Introduction
The routine and widespread use of immunosuppression (IS) drugs have resulted in step-wise improvements in post-transplant survival rates[1]. That may be reflected in the decreased rates of early severe acute rejection and rejection-related graft loss, and more than 63% of late mortality after liver transplantation (LT) is non-hepatic cause[2]. Calcineurin inhibitors [CNIs, tacrolimus (TAC) or cyclosporine (CsA)], corticosteroids and antimetabolites [most often mycophenolic acid (MPA)] are currently among the most common choice for LT immunosuppression[3]. CNIs, particularly TAC, is the primary choice in IS drugs, and more than 80% of recipients are treated with the basis of TAC after pediatric LT[4]. However, long-term utilization of CNIs presents significant side effects, such as malignancy, infection metabolic disorders, and organ toxicities[5, 6]. Therefore, individual therapy should be performed to minimize the side effects.
Because of a much higher potent and a better post-transplant survival rate than CsA, TAC is the first line CNIs drugs in pediatric LT, and CsA has been used less frequently[4]. Although the side effects are similar between TAC and CsA, including hypertension, nephrotoxicity, neurotoxicity and lipid metabolic disorders, they have different immunological mechanisms and pharmacokinetics[7]. Recipients may develop different benefit and harm profiles with the therapy of TAC or CsA. Clinicians usually consider switching TAC to CsA when recipients develop severe side effects or present an unsatisfied efficacy during therapy of TAC (Table 1).

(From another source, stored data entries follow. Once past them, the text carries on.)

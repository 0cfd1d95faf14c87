//! Immutable traversal-plan data: one `Step` per transition attempt, a
//! `Path` as a complete replayable recipe from the initial state to a
//! target, and a `Plan` as all kept paths to one target key.
//!
//! Values are produced once per generation call and never mutated
//! afterward; execution only produces separate result records that
//! reference them.

use std::collections::{HashMap, HashSet};

use serde::Serialize;
use statewalk_behavior::{Behavior, EventTagged, StateKey};

/// One transition attempt: the state *before* the event, and the event.
#[derive(Debug, Clone, Serialize)]
pub struct Step<S, E> {
    pub state: S,
    pub event: E,
}

/// An ordered sequence of steps ending at `state`.
///
/// `weight` is the edge count. Replaying `steps` through the behavior's
/// transition function from the initial state yields exactly `state`.
#[derive(Debug, Clone, Serialize)]
pub struct Path<S, E> {
    pub steps: Vec<Step<S, E>>,
    pub state: S,
    pub weight: usize,
    pub description: String,
}

impl<S, E: EventTagged> Path<S, E> {
    /// The ordered sequence of event tags, used to deduplicate paths whose
    /// route repeats.
    pub fn signature(&self) -> Vec<String> {
        self.steps
            .iter()
            .map(|step| step.event.tag().to_string())
            .collect()
    }
}

/// A target state plus all kept independent paths reaching it.
///
/// Every path in a plan terminates at a state whose serialized key equals
/// `key`.
#[derive(Debug, Clone, Serialize)]
pub struct Plan<S, E> {
    pub state: S,
    pub key: StateKey,
    pub description: String,
    pub paths: Vec<Path<S, E>>,
}

/// Human-readable route description from a path's event tags.
pub(crate) fn describe_route(tags: &[&str]) -> String {
    if tags.is_empty() {
        "initial state".to_string()
    } else {
        format!("via {}", tags.join(", "))
    }
}

pub(crate) fn describe_target(key: &StateKey) -> String {
    format!("reaches '{key}'")
}

/// Group candidate paths by target key into plans, preserving first-seen
/// target order, and drop any path whose event-tag signature repeats an
/// already-kept path to the same target.
pub fn group_into_plans<S, E>(candidates: Vec<(StateKey, Path<S, E>)>) -> Vec<Plan<S, E>>
where
    S: Clone,
    E: Clone + EventTagged,
{
    let mut order: Vec<StateKey> = Vec::new();
    let mut plans: HashMap<StateKey, Plan<S, E>> = HashMap::new();
    let mut signatures: HashMap<StateKey, HashSet<Vec<String>>> = HashMap::new();

    for (key, path) in candidates {
        let plan = plans.entry(key.clone()).or_insert_with(|| {
            order.push(key.clone());
            Plan {
                state: path.state.clone(),
                key: key.clone(),
                description: describe_target(&key),
                paths: Vec::new(),
            }
        });

        if signatures
            .entry(key)
            .or_default()
            .insert(path.signature())
        {
            plan.paths.push(path);
        }
    }

    order.iter().filter_map(|key| plans.remove(key)).collect()
}

/// Replay a path's steps through the behavior's transition function,
/// starting from the initial state. Used to check the generator's soundness
/// invariant: the result must equal the path's recorded target.
pub fn replay<B: Behavior>(behavior: &B, path: &Path<B::State, B::Event>) -> B::State {
    let mut state = behavior.initial_state();
    for step in &path.steps {
        state = behavior.transition(&state, &step.event);
    }
    state
}

#[cfg(test)]
mod tests {
    use super::*;

    #[derive(Debug, Clone, Serialize)]
    struct S(u32);

    #[derive(Debug, Clone)]
    struct E(&'static str);

    impl EventTagged for E {
        fn tag(&self) -> &str {
            self.0
        }
    }

    fn path(target: u32, tags: &[&'static str]) -> Path<S, E> {
        Path {
            steps: tags
                .iter()
                .map(|t| Step {
                    state: S(0),
                    event: E(t),
                })
                .collect(),
            state: S(target),
            weight: tags.len(),
            description: describe_route(tags),
        }
    }

    #[test]
    fn test_grouping_preserves_first_seen_order() {
        let plans = group_into_plans(vec![
            (StateKey::new("b"), path(1, &["GO"])),
            (StateKey::new("a"), path(0, &[])),
            (StateKey::new("b"), path(1, &["BACK", "GO"])),
        ]);

        assert_eq!(plans.len(), 2);
        assert_eq!(plans[0].key, StateKey::new("b"));
        assert_eq!(plans[0].paths.len(), 2);
        assert_eq!(plans[1].key, StateKey::new("a"));
    }

    #[test]
    fn test_duplicate_signature_dropped_within_plan() {
        let plans = group_into_plans(vec![
            (StateKey::new("b"), path(1, &["GO"])),
            (StateKey::new("b"), path(1, &["GO"])),
        ]);

        assert_eq!(plans.len(), 1);
        assert_eq!(plans[0].paths.len(), 1);
    }

    #[test]
    fn test_same_signature_different_target_both_kept() {
        let plans = group_into_plans(vec![
            (StateKey::new("b"), path(1, &["GO"])),
            (StateKey::new("c"), path(2, &["GO"])),
        ]);

        assert_eq!(plans.len(), 2);
        assert_eq!(plans[0].paths.len(), 1);
        assert_eq!(plans[1].paths.len(), 1);
    }

    #[test]
    fn test_route_descriptions() {
        assert_eq!(describe_route(&[]), "initial state");
        assert_eq!(describe_route(&["A", "B"]), "via A, B");
    }
}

It is more beneficial for the special recipient population to receive CsA over alternative TAC.
Therefore, it is significant that if we are able to choose IS drugs with respect to patient’s pretransplant and/or intraoperative risk factors[8]. We designed a retrospective study in pediatric liver transplantation with a large sample size. In this study, we analyzed risk factors of switching IS drugs after pediatric LT. This study aimed to construct a simple clinical model using common clinical features for the early evaluation and prediction of the effectiveness of TAC in recipients after pediatric LT and help clinicians to choose CsA for an alternative quickly.